[Collected data]
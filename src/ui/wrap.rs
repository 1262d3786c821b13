use ratatui::text::Span;
use unicode_width::UnicodeWidthStr;

/// Words up to this width move to the next line whole; longer ones are
/// hard-broken.
const MAX_UNBREAKABLE_LENGTH: usize = 30;

/// Wrap spans to the provided width while preserving styles and word
/// boundaries. Always returns at least one (possibly empty) line.
pub fn wrap_spans_to_width(spans: &[Span<'static>], max_width: usize) -> Vec<Vec<Span<'static>>> {
    if spans.is_empty() {
        return vec![Vec::new()];
    }
    let max_width = max_width.max(1);
    let mut wrapped_lines = Vec::new();
    let mut current_line: Vec<Span<'static>> = Vec::new();
    let mut current_width = 0usize;

    for span in spans {
        let style = span.style;
        let mut text = span.content.to_string();
        while !text.is_empty() {
            if current_line.is_empty() && !wrapped_lines.is_empty() {
                text = text.trim_start().to_string();
                if text.is_empty() {
                    break;
                }
            }
            let mut chars_to_fit = 0usize;
            let mut width_so_far = 0usize;
            let mut last_break_pos: Option<usize> = None;
            for (char_pos, ch) in text.char_indices() {
                let cw = UnicodeWidthStr::width(ch.encode_utf8(&mut [0; 4]));
                if current_width + width_so_far + cw <= max_width {
                    width_so_far += cw;
                    chars_to_fit = char_pos + ch.len_utf8();
                    if ch.is_whitespace() {
                        last_break_pos = Some(char_pos + ch.len_utf8());
                    }
                } else {
                    if ch.is_whitespace() {
                        last_break_pos = Some(char_pos);
                    }
                    break;
                }
            }

            if chars_to_fit >= text.len() {
                current_line.push(Span::styled(text, style));
                current_width += width_so_far;
                break;
            }

            if chars_to_fit == 0 {
                // Nothing fits on this line
                if !current_line.is_empty() {
                    wrapped_lines.push(take_line(&mut current_line));
                    current_width = 0;
                    text = text.trim_start().to_string();
                    continue;
                }
                // A single character wider than the line; emit it alone.
                let first_len = text.chars().next().map(char::len_utf8).unwrap_or(text.len());
                current_line.push(Span::styled(text[..first_len].to_string(), style));
                wrapped_lines.push(take_line(&mut current_line));
                text = text[first_len..].to_string();
                continue;
            }

            match last_break_pos {
                Some(break_pos) => {
                    let left = text[..break_pos].trim_end();
                    if !left.is_empty() {
                        current_line.push(Span::styled(left.to_string(), style));
                    }
                    text = text[break_pos..].trim_start().to_string();
                    wrapped_lines.push(take_line(&mut current_line));
                    current_width = 0;
                }
                None => {
                    let word_end = text.find(char::is_whitespace).unwrap_or(text.len());
                    let word_width = UnicodeWidthStr::width(&text[..word_end]);
                    if current_width > 0 && word_width <= MAX_UNBREAKABLE_LENGTH {
                        // Start the word on the next line so it stays intact.
                        wrapped_lines.push(take_line(&mut current_line));
                        current_width = 0;
                        continue;
                    }
                    // Hard break the very long token
                    current_line.push(Span::styled(text[..chars_to_fit].to_string(), style));
                    text = text[chars_to_fit..].to_string();
                    wrapped_lines.push(take_line(&mut current_line));
                    current_width = 0;
                }
            }
        }
    }

    if !current_line.is_empty() || wrapped_lines.is_empty() {
        wrapped_lines.push(current_line);
    }
    wrapped_lines
}

/// Take the finished line, dropping whitespace left dangling at the break.
fn take_line(line: &mut Vec<Span<'static>>) -> Vec<Span<'static>> {
    let mut finished = std::mem::take(line);
    while let Some(last) = finished.last_mut() {
        let trimmed = last.content.trim_end();
        if trimmed.is_empty() {
            finished.pop();
        } else {
            if trimmed.len() != last.content.len() {
                *last = Span::styled(trimmed.to_string(), last.style);
            }
            break;
        }
    }
    finished
}

#[cfg(test)]
mod tests {
    use super::wrap_spans_to_width;
    use ratatui::style::{Modifier, Style};
    use ratatui::text::Span;

    fn texts(lines: &[Vec<Span<'static>>]) -> Vec<String> {
        lines
            .iter()
            .map(|line| line.iter().map(|s| s.content.as_ref()).collect::<String>())
            .collect()
    }

    #[test]
    fn wrap_splits_at_spaces() {
        let spans = vec![Span::raw("word boundary test")];
        let wrapped = wrap_spans_to_width(&spans, 9);
        assert_eq!(texts(&wrapped), vec!["word", "boundary", "test"]);
    }

    #[test]
    fn long_tokens_are_hard_broken() {
        let spans = vec![Span::raw("a".repeat(40))];
        let wrapped = wrap_spans_to_width(&spans, 16);
        assert_eq!(
            texts(&wrapped),
            vec!["a".repeat(16), "a".repeat(16), "a".repeat(8)]
        );
    }

    #[test]
    fn styles_survive_wrapping() {
        let bold = Style::default().add_modifier(Modifier::BOLD);
        let spans = vec![Span::raw("plain text "), Span::styled("bold words here", bold)];
        let wrapped = wrap_spans_to_width(&spans, 12);

        assert_eq!(texts(&wrapped), vec!["plain text", "bold words", "here"]);
        assert!(wrapped[1].iter().all(|span| span.style == bold));
        assert_eq!(wrapped[2][0].style, bold);
    }

    #[test]
    fn empty_input_yields_one_empty_line() {
        assert_eq!(wrap_spans_to_width(&[], 10), vec![Vec::new()]);
    }
}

[Exercise prompt]
List the lines of the entries that include "trimmed".

[Exercise answer]
        let trimmed = last.content.trim_end();
        if trimmed.is_empty() {
            if trimmed.len() != last.content.len() {
                *last = Span::styled(trimmed.to_string(), last.style);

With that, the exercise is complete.